I was just coming down off of a wonderfully long holiday vacation. (Not often I get two weeks off in a row.)  I had spent a good chunk of that time doing chores around the house, stuff that I'd been putting off for too long. Some of that work went to cleaning out old junk. One piece of old stuff in particular was a notebook from one of my grade school classes. On the inside cover, I noticed a doodle I had drawn long ago, a four square pattern of red-yellow-green-blue with various symbols in each square. I didn't think much of it at the time, just put it away and kept cleaning.

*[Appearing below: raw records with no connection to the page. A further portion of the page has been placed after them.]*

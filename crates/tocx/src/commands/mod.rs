//! CLI command implementations.

pub(crate) mod export;
pub(crate) mod toc;

pub(crate) use export::ExportArgs;
pub(crate) use toc::TocArgs;

use std::path::Path;

use tocx_toc::Heading;

use crate::error::CliError;

/// Read a heading list: a JSON array of `{"text": ..., "level": ...}` objects.
///
/// Levels start at 1.
pub(crate) fn read_headings(path: &Path) -> Result<Vec<Heading>, CliError> {
    let content = std::fs::read_to_string(path)?;
    let headings: Vec<Heading> = serde_json::from_str(&content)?;
    if let Some(index) = headings.iter().position(|heading| heading.level == 0) {
        return Err(CliError::Validation(format!(
            "{}: heading {} has level 0 (levels start at 1)",
            path.display(),
            index + 1
        )));
    }
    Ok(headings)
}

/// Read notebook JSON from disk.
pub(crate) fn read_notebook(path: &Path) -> Result<serde_json::Value, CliError> {
    let content = std::fs::read_to_string(path)?;
    let notebook: serde_json::Value = serde_json::from_str(&content)?;
    if !notebook.get("cells").is_some_and(serde_json::Value::is_array) {
        return Err(CliError::Validation(format!(
            "{} is not a notebook (no cells array)",
            path.display()
        )));
    }
    Ok(notebook)
}
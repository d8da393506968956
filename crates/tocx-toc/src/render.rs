//! ToC fragment rendering.
//!
//! Produces the markup embedded at the top of exported documents:
//!
//! ```html
//! <div id="toc-wrapper" class="toc-wrapper"><div class="toc">
//! <ul id="navigate_menu" class="toc toc-level-1">
//!   <li class="toc-item"><span><h1>Intro</h1></span>
//!     <ul class="toc-sublist toc-level-2">...</ul>
//!   </li>
//! </ul></div></div>
//! ```
//!
//! No whitespace is emitted between elements. The `toc-level-N` class counts
//! list nesting, so stylesheets can indent by depth independently of the
//! heading levels.

use std::fmt::{self, Write};

use crate::heading::{HeadingNode, escape_html};

/// Highest heading tag available in HTML.
const MAX_HEADING_TAG: u32 = 6;

/// Rendered ToC markup.
#[derive(Clone, Debug, PartialEq, Eq)]
pub struct RenderedFragment(String);

impl RenderedFragment {
    /// The fragment markup.
    #[must_use]
    pub fn as_str(&self) -> &str {
        &self.0
    }

    /// Consume the fragment, returning the markup.
    #[must_use]
    pub fn into_string(self) -> String {
        self.0
    }
}

impl fmt::Display for RenderedFragment {
    fn fmt(&self, f: &mut fmt::Formatter<'_>) -> fmt::Result {
        f.write_str(&self.0)
    }
}

/// Render a ToC forest.
///
/// An empty forest renders the wrapper with an empty list.
#[must_use]
pub fn render_toc(forest: &[HeadingNode]) -> RenderedFragment {
    let mut html = String::with_capacity(256);
    html.push_str("<div id=\"toc-wrapper\" class=\"toc-wrapper\"><div class=\"toc\">");
    html.push_str("<ul id=\"navigate_menu\" class=\"toc toc-level-1\">");
    render_items(&mut html, forest);
    html.push_str("</ul></div></div>");
    RenderedFragment(html)
}

/// Render the list items of `forest` and of every nested list.
fn render_items(html: &mut String, forest: &[HeadingNode]) {
    // One iterator per open list; the stack length is the list depth.
    let mut lists = vec![forest.iter()];

    while let Some(items) = lists.last_mut() {
        let Some(node) = items.next() else {
            lists.pop();
            if !lists.is_empty() {
                html.push_str("</ul></li>");
            }
            continue;
        };

        let tag = heading_tag(node.heading.level);
        let _ = write!(
            html,
            "<li class=\"toc-item\"><span><{tag}>{}</{tag}></span>",
            escape_html(&node.heading.text),
        );

        if node.children.is_empty() {
            html.push_str("</li>");
        } else {
            let _ = write!(html, "<ul class=\"toc-sublist toc-level-{}\">", lists.len() + 1);
            lists.push(node.children.iter());
        }
    }
}

fn heading_tag(level: u32) -> String {
    format!("h{}", level.clamp(1, MAX_HEADING_TAG))
}

#[cfg(test)]
mod tests {
    use pretty_assertions::assert_eq;

    use super::*;
    use crate::heading::Heading;
    use crate::synthesize::synthesize;

    #[test]
    fn test_render_empty_forest() {
        let fragment = render_toc(&[]);
        assert_eq!(
            fragment.as_str(),
            "<div id=\"toc-wrapper\" class=\"toc-wrapper\"><div class=\"toc\">\
             <ul id=\"navigate_menu\" class=\"toc toc-level-1\"></ul></div></div>"
        );
    }

    #[test]
    fn test_render_nested_sections() {
        let forest = synthesize(&[
            Heading::new("Intro", 1),
            Heading::new("Background", 2),
            Heading::new("Related Work", 2),
            Heading::new("Method", 1),
        ]);
        let fragment = render_toc(&forest);
        assert_eq!(
            fragment.as_str(),
            "<div id=\"toc-wrapper\" class=\"toc-wrapper\"><div class=\"toc\">\
             <ul id=\"navigate_menu\" class=\"toc toc-level-1\">\
             <li class=\"toc-item\"><span><h1>Intro</h1></span>\
             <ul class=\"toc-sublist toc-level-2\">\
             <li class=\"toc-item\"><span><h2>Background</h2></span></li>\
             <li class=\"toc-item\"><span><h2>Related Work</h2></span></li>\
             </ul></li>\
             <li class=\"toc-item\"><span><h1>Method</h1></span></li>\
             </ul></div></div>"
        );
    }

    #[test]
    fn test_depth_class_follows_nesting_not_level() {
        let forest = synthesize(&[Heading::new("A", 1), Heading::new("B", 3)]);
        let html = render_toc(&forest).into_string();
        assert!(html.contains("<ul class=\"toc-sublist toc-level-2\"><li class=\"toc-item\"><span><h3>B</h3>"));
        assert!(!html.contains("toc-level-3"));
    }

    #[test]
    fn test_heading_tag_is_clamped() {
        let forest = synthesize(&[Heading::new("Deep", 9)]);
        let html = render_toc(&forest).into_string();
        assert!(html.contains("<h6>Deep</h6>"));
    }

    #[test]
    fn test_text_is_escaped() {
        let forest = synthesize(&[Heading::new("<b>A & B</b>", 1)]);
        let html = render_toc(&forest).into_string();
        assert!(html.contains("<h1>&lt;b&gt;A &amp; B&lt;/b&gt;</h1>"));
    }

    #[test]
    fn test_rendering_is_idempotent() {
        let forest = synthesize(&[
            Heading::new("A", 1),
            Heading::new("B", 2),
            Heading::new("C", 4),
            Heading::new("D", 1),
        ]);
        assert_eq!(render_toc(&forest), render_toc(&forest));
    }

    #[test]
    fn test_dropped_headings_leave_no_items() {
        let forest = synthesize(&[Heading::new("A", 1), Heading::new("", 2)]);
        let html = render_toc(&forest).into_string();
        assert_eq!(html.matches("<li").count(), 1);
        assert!(!html.contains("toc-sublist"));
    }

    #[test]
    fn test_render_deep_chain() {
        let forest = synthesize(
            &(1..=30_000u32)
                .map(|level| Heading::new("x", level))
                .collect::<Vec<_>>(),
        );
        let html = render_toc(&forest).into_string();

        assert_eq!(html.matches("<li").count(), 30_000);
        assert_eq!(html.matches("<ul").count(), 30_000);
        assert_eq!(html.matches("</ul>").count(), 30_000);
        assert!(html.contains("<ul class=\"toc-sublist toc-level-30000\">"));
        assert!(html.ends_with("</li></ul></li></ul></div></div>"));
    }

    #[test]
    fn test_display_matches_markup() {
        let fragment = render_toc(&[]);
        assert_eq!(fragment.to_string(), fragment.as_str());
    }
}
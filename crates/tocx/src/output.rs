//! Colored terminal output utilities.

use console::{Style, Term};

/// Terminal output formatter writing to stderr.
pub(crate) struct Output {
    term: Term,
    green: Style,
    yellow: Style,
    red: Style,
}

impl Output {
    #[must_use]
    pub(crate) fn new() -> Self {
        Self {
            term: Term::stderr(),
            green: Style::new().green(),
            yellow: Style::new().yellow(),
            red: Style::new().red(),
        }
    }

    /// Print an info message.
    pub(crate) fn info(&self, msg: &str) {
        let _ = self.term.write_line(msg);
    }

    /// Print a success message (green).
    pub(crate) fn success(&self, msg: &str) {
        let _ = self.term.write_line(&self.green.apply_to(msg).to_string());
    }

    /// Print a warning message (yellow).
    pub(crate) fn warning(&self, msg: &str) {
        let _ = self.term.write_line(&self.yellow.apply_to(msg).to_string());
    }

    /// Print an error message (red).
    pub(crate) fn error(&self, msg: &str) {
        let _ = self.term.write_line(&self.red.apply_to(msg).to_string());
    }
}
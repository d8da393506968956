//! tocx CLI - notebook export with a table of contents.
//!
//! Provides commands for:
//! - `export`: Render a notebook on a Jupyter server and save it as HTML with a ToC
//! - `toc`: Print the ToC fragment for a heading list

mod commands;
mod error;
mod output;

use clap::{Parser, Subcommand};
use tracing_subscriber::EnvFilter;

use commands::{ExportArgs, TocArgs};
use output::Output;

/// tocx - HTML export with a table of contents.
#[derive(Parser)]
#[command(name = "tocx", version, about)]
struct Cli {
    #[command(subcommand)]
    command: Commands,
}

#[derive(Subcommand)]
enum Commands {
    /// Export a notebook to HTML with a table of contents.
    Export(ExportArgs),
    /// Print the table of contents for a heading list.
    Toc(TocArgs),
}

impl Commands {
    fn verbose(&self) -> bool {
        match self {
            Self::Export(args) => args.verbose,
            Self::Toc(args) => args.verbose,
        }
    }
}

fn main() {
    let cli = Cli::parse();
    let output = Output::new();

    // --verbose enables INFO level, otherwise use RUST_LOG or default to WARN
    let filter = if cli.command.verbose() {
        EnvFilter::new("info")
    } else {
        EnvFilter::from_default_env()
    };
    tracing_subscriber::fmt()
        .with_env_filter(filter)
        .with_writer(std::io::stderr)
        .init();

    let result = match cli.command {
        Commands::Export(args) => {
            let rt = tokio::runtime::Runtime::new().expect("Failed to create tokio runtime");
            rt.block_on(args.execute())
        }
        Commands::Toc(args) => args.execute(),
    };

    if let Err(err) = result {
        output.error(&format!("Error: {err}"));
        std::process::exit(1);
    }
}
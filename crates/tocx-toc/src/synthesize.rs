//! Flat heading list to nested forest.
//!
//! Each heading opens a node whose subtree runs until the next heading at
//! the same or a shallower level. Levels may skip (a level-3 heading directly
//! under a level-1 heading becomes its child) and need not start at 1.
//! Empty-text headings are dropped before nesting, so they never close a
//! subtree.

use crate::heading::{Heading, HeadingNode};

/// Build the ToC forest for an ordered heading sequence.
///
/// Pre-order traversal of the result reproduces `headings` with empty-text
/// entries removed.
///
/// Runs in a single pass over `headings`, without recursion, so arbitrarily
/// deep level sequences are fine.
#[must_use]
pub fn synthesize(headings: &[Heading]) -> Vec<HeadingNode> {
    let mut roots = Vec::new();
    // Nodes whose subtree is still open, outermost first. Levels strictly
    // increase towards the top of the stack.
    let mut open: Vec<HeadingNode> = Vec::new();

    for heading in headings.iter().filter(|h| !h.is_empty()) {
        while let Some(closed) = open.pop_if(|top| heading.level <= top.heading.level) {
            attach(&mut open, &mut roots, closed);
        }
        open.push(HeadingNode::leaf(heading.clone()));
    }
    while let Some(closed) = open.pop() {
        attach(&mut open, &mut roots, closed);
    }

    roots
}

/// Append a finished node to the innermost open node, or to the roots.
fn attach(open: &mut [HeadingNode], roots: &mut Vec<HeadingNode>, node: HeadingNode) {
    match open.last_mut() {
        Some(parent) => parent.children.push(node),
        None => roots.push(node),
    }
}
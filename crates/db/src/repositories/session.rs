use sqlx::Row;

use rfpdesk_core::domain::session::{
    AccountId, ChatSession, ChatTurn, DraftFields, SessionId, SessionStatus, TemplateProposal,
    TurnRole,
};
use rfpdesk_core::domain::template::TemplateId;

use super::{decode_error, decode_time, encode_time, RepositoryError, SessionRepository};
use crate::DbPool;

pub struct SqlSessionRepository {
    pool: DbPool,
}

impl SqlSessionRepository {
    pub fn new(pool: DbPool) -> Self {
        Self { pool }
    }

    async fn load_turns(&self, session_id: &str) -> Result<Vec<ChatTurn>, RepositoryError> {
        let rows = sqlx::query(
            "SELECT role, text, created_at FROM chat_turn
             WHERE session_id = ? ORDER BY turn_index ASC",
        )
        .bind(session_id)
        .fetch_all(&self.pool)
        .await?;

        rows.iter()
            .map(|row| {
                let role: String = row.try_get("role").map_err(decode_error)?;
                let text: String = row.try_get("text").map_err(decode_error)?;
                let created_at: String = row.try_get("created_at").map_err(decode_error)?;
                Ok(ChatTurn {
                    role: TurnRole::parse(&role).ok_or_else(|| {
                        RepositoryError::Decode(format!("unknown turn role `{role}`"))
                    })?,
                    text,
                    at: decode_time("chat_turn.created_at", &created_at)?,
                })
            })
            .collect()
    }

    async fn hydrate(&self, row: &sqlx::sqlite::SqliteRow) -> Result<ChatSession, RepositoryError> {
        let mut session = row_to_session(row)?;
        session.turns = self.load_turns(&session.id.0).await?;
        Ok(session)
    }
}

const SESSION_COLUMNS: &str = "id, owner, title, status, draft_json, missing_fields_json,
     proposal_subject, proposal_body, template_id, created_at, updated_at";

fn row_to_session(row: &sqlx::sqlite::SqliteRow) -> Result<ChatSession, RepositoryError> {
    let id: String = row.try_get("id").map_err(decode_error)?;
    let owner: String = row.try_get("owner").map_err(decode_error)?;
    let title: String = row.try_get("title").map_err(decode_error)?;
    let status: String = row.try_get("status").map_err(decode_error)?;
    let draft_json: String = row.try_get("draft_json").map_err(decode_error)?;
    let missing_json: String = row.try_get("missing_fields_json").map_err(decode_error)?;
    let proposal_subject: Option<String> = row.try_get("proposal_subject").map_err(decode_error)?;
    let proposal_body: Option<String> = row.try_get("proposal_body").map_err(decode_error)?;
    let template_id: Option<String> = row.try_get("template_id").map_err(decode_error)?;
    let created_at: String = row.try_get("created_at").map_err(decode_error)?;
    let updated_at: String = row.try_get("updated_at").map_err(decode_error)?;

    let draft = serde_json::from_str(&draft_json)
        .map(DraftFields::from_value)
        .map_err(|error| RepositoryError::Decode(format!("chat_session.draft_json: {error}")))?;
    let missing_fields = serde_json::from_str::<Vec<String>>(&missing_json).map_err(|error| {
        RepositoryError::Decode(format!("chat_session.missing_fields_json: {error}"))
    })?;
    let proposal = match (proposal_subject, proposal_body) {
        (Some(subject), Some(body)) => Some(TemplateProposal { subject, body }),
        _ => None,
    };

    Ok(ChatSession {
        id: SessionId(id),
        owner: AccountId(owner),
        title,
        turns: Vec::new(),
        draft,
        missing_fields,
        status: SessionStatus::parse(&status)
            .ok_or_else(|| RepositoryError::Decode(format!("unknown session status `{status}`")))?,
        proposal,
        template_id: template_id.map(TemplateId),
        created_at: decode_time("chat_session.created_at", &created_at)?,
        updated_at: decode_time("chat_session.updated_at", &updated_at)?,
    })
}

#[async_trait::async_trait]
impl SessionRepository for SqlSessionRepository {
    async fn find_by_id(&self, id: &SessionId) -> Result<Option<ChatSession>, RepositoryError> {
        let row = sqlx::query(&format!("SELECT {SESSION_COLUMNS} FROM chat_session WHERE id = ?"))
            .bind(&id.0)
            .fetch_optional(&self.pool)
            .await?;

        match row {
            Some(ref row) => Ok(Some(self.hydrate(row).await?)),
            None => Ok(None),
        }
    }

    async fn save(&self, session: ChatSession) -> Result<(), RepositoryError> {
        let draft_json = session.draft.to_value().to_string();
        let missing_json = serde_json::to_string(&session.missing_fields)
            .map_err(|error| RepositoryError::Decode(error.to_string()))?;
        let (proposal_subject, proposal_body) = match &session.proposal {
            Some(proposal) => (Some(proposal.subject.as_str()), Some(proposal.body.as_str())),
            None => (None, None),
        };

        let mut tx = self.pool.begin().await?;
        let written = sqlx::query(
            "INSERT INTO chat_session (id, owner, title, status, draft_json, missing_fields_json,
                                       proposal_subject, proposal_body, template_id,
                                       created_at, updated_at)
             VALUES (?, ?, ?, ?, ?, ?, ?, ?, ?, ?, ?)
             ON CONFLICT(id) DO UPDATE SET
                 title = excluded.title,
                 status = excluded.status,
                 draft_json = excluded.draft_json,
                 missing_fields_json = excluded.missing_fields_json,
                 proposal_subject = excluded.proposal_subject,
                 proposal_body = excluded.proposal_body,
                 template_id = excluded.template_id,
                 updated_at = excluded.updated_at
             WHERE chat_session.status <> 'confirmed'",
        )
        .bind(&session.id.0)
        .bind(&session.owner.0)
        .bind(&session.title)
        .bind(session.status.as_str())
        .bind(&draft_json)
        .bind(&missing_json)
        .bind(proposal_subject)
        .bind(proposal_body)
        .bind(session.template_id.as_ref().map(|id| id.0.as_str()))
        .bind(encode_time(&session.created_at))
        .bind(encode_time(&session.updated_at))
        .execute(&mut *tx)
        .await?;

        if written.rows_affected() == 0 {
            tx.rollback().await?;
            return Err(RepositoryError::Conflict(format!(
                "session {} is confirmed and can no longer change",
                session.id.0
            )));
        }

        // Turns are append-only; already stored indexes are left alone.
        for (index, turn) in session.turns.iter().enumerate() {
            sqlx::query(
                "INSERT INTO chat_turn (session_id, turn_index, role, text, created_at)
                 VALUES (?, ?, ?, ?, ?)
                 ON CONFLICT(session_id, turn_index) DO NOTHING",
            )
            .bind(&session.id.0)
            .bind(index as i64)
            .bind(turn.role.as_str())
            .bind(&turn.text)
            .bind(encode_time(&turn.at))
            .execute(&mut *tx)
            .await?;
        }

        tx.commit().await?;
        Ok(())
    }

    async fn list_for_owner(&self, owner: &AccountId) -> Result<Vec<ChatSession>, RepositoryError> {
        let rows = sqlx::query(&format!(
            "SELECT {SESSION_COLUMNS} FROM chat_session
             WHERE owner = ? ORDER BY updated_at DESC, id DESC"
        ))
        .bind(&owner.0)
        .fetch_all(&self.pool)
        .await?;

        let mut sessions = Vec::with_capacity(rows.len());
        for row in &rows {
            sessions.push(self.hydrate(row).await?);
        }
        Ok(sessions)
    }
}
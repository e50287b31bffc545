use rfpdesk_core::domain::score::VendorScore;
use rfpdesk_core::domain::template::TemplateId;
use rfpdesk_engine::CallContext;

use crate::commands::runtime::{action_failure, engine, execute, migrated_pool};
use crate::commands::CommandResult;

pub fn run(template_id: &str) -> CommandResult {
    execute("score", |config| async move {
        let pool = migrated_pool(&config).await?;
        let engine = engine(&config, &pool)?;
        let ctx = CallContext::for_actor("cli");
        let template_id = TemplateId(template_id.to_string());

        let result = engine.scorer.score(&ctx, &template_id).await;
        pool.close().await;
        let ranking = result.map_err(action_failure)?;
        Ok(describe_ranking(&template_id, &ranking))
    })
}

pub fn describe_ranking(template_id: &TemplateId, ranking: &[VendorScore]) -> String {
    if ranking.is_empty() {
        return format!("no priced quotations for template {}; nothing ranked", template_id.0);
    }
    let mut lines = vec![format!("ranked {} vendor(s) on template {}:", ranking.len(), template_id.0)];
    lines.extend(ranking.iter().map(|score| {
        format!(
            "  {}. vendor {}: final {} (price {}, quality {}, lowest {})",
            score.rank,
            score.vendor_id,
            score.final_score,
            score.price_score,
            score.quality_score,
            score.scored_amount
        )
    }));
    lines.join("\n")
}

It wasn't until a couple of week later that the inspiration hit me. And I mean the word "hit" pseudo-literally. Not that an actual object collided with me, but that's about what it felt like; there was an audible 'thump' as my own personal muse decided to slap me on the back of the head and say "make this, stupid". I had been playing a lot of the board game Seasons then, so the idea that came to me was similar to that, though different in many respects. And that idea wanted out. Felt like my brain was going to explode with all the possibilities; I had to get the idea fixed in some sort of medium before it decided to dig its way out of my head and run off on its own.

What followed was a flurry of prototype component purchasing. Note card paper. Label paper. Circle punches. Plastic chips. Colored markers. Card sleeves.
And dice, lots of dice. Numbered dice. Blank dice. Colored dice. Six sided, eight sided, ten sided.

My first card prototypes were made using GIMP. Printed, cut out with scissors, sleeved with old game cards. Simple things, really; large colored dots in the middle (benefit), small colored dots at the top (cost), and text at the top with really imaginative names like 'red' and 'double red'.

My first dice were blanks with tiny rectangular sticky labels with colored dots drawn on them. Each player started with a pool of 6 six-sided dice, and chose four to roll at the beginning of their turn. Kind of Yahtzee style, where you had a number of 'rerolls' before you were stuck with what you rolled. A player used the rolled dots to 'buy' one or more cards, and cards went onto the player's board to give more dots on future turns. A player could also 'upgrade' the dice, exchanging a six-sided for an eight-sided, or an eight-sided for ten-sided; the 'extra' sides on the dice had special bonus powers.

The cards were arranged on a 'treadmill'. Old, unpurchased cards got cycled off one end while new cards came in on the other.
The cards all had point values on them; simply add up your cards at the end of the game to see who won.

I managed to get some friends to play this first prototype. The game was clunky, no question. Expensive cards would appear at the beginning of the game, when nobody could buy them. Some cards were worthless, others too strong. Some of the dice powers were worthless. (One die had an additional reroll power; I lost count of the number of times someone would reroll and get the same side again.)

But even in those initial playtests, the spark was there. Somewhere, buried underneath all of the confusion, was a tiny kernel of fun. That people wanted to play again (after lots of fixes, of course), said that the game had potential.

Fix. Test. Fix. Test. Fix. Test.


Amidst the fixes, I determined that the game needed a theme. Looking for inspiration, I remembered that old school notebook. The red square had a depiction of a flexed arm (muscle). The yellow one had a lightning bolt (power). Green had a four-leaf clover (luck). Blue had a book (knowledge). I juggled those concepts around until I came up with the four 'currencies' (work, money, influence, knowledge), applied a business-ish theme to the game, gave names to the cards, and gave each player a 'character' that corresponded to a color.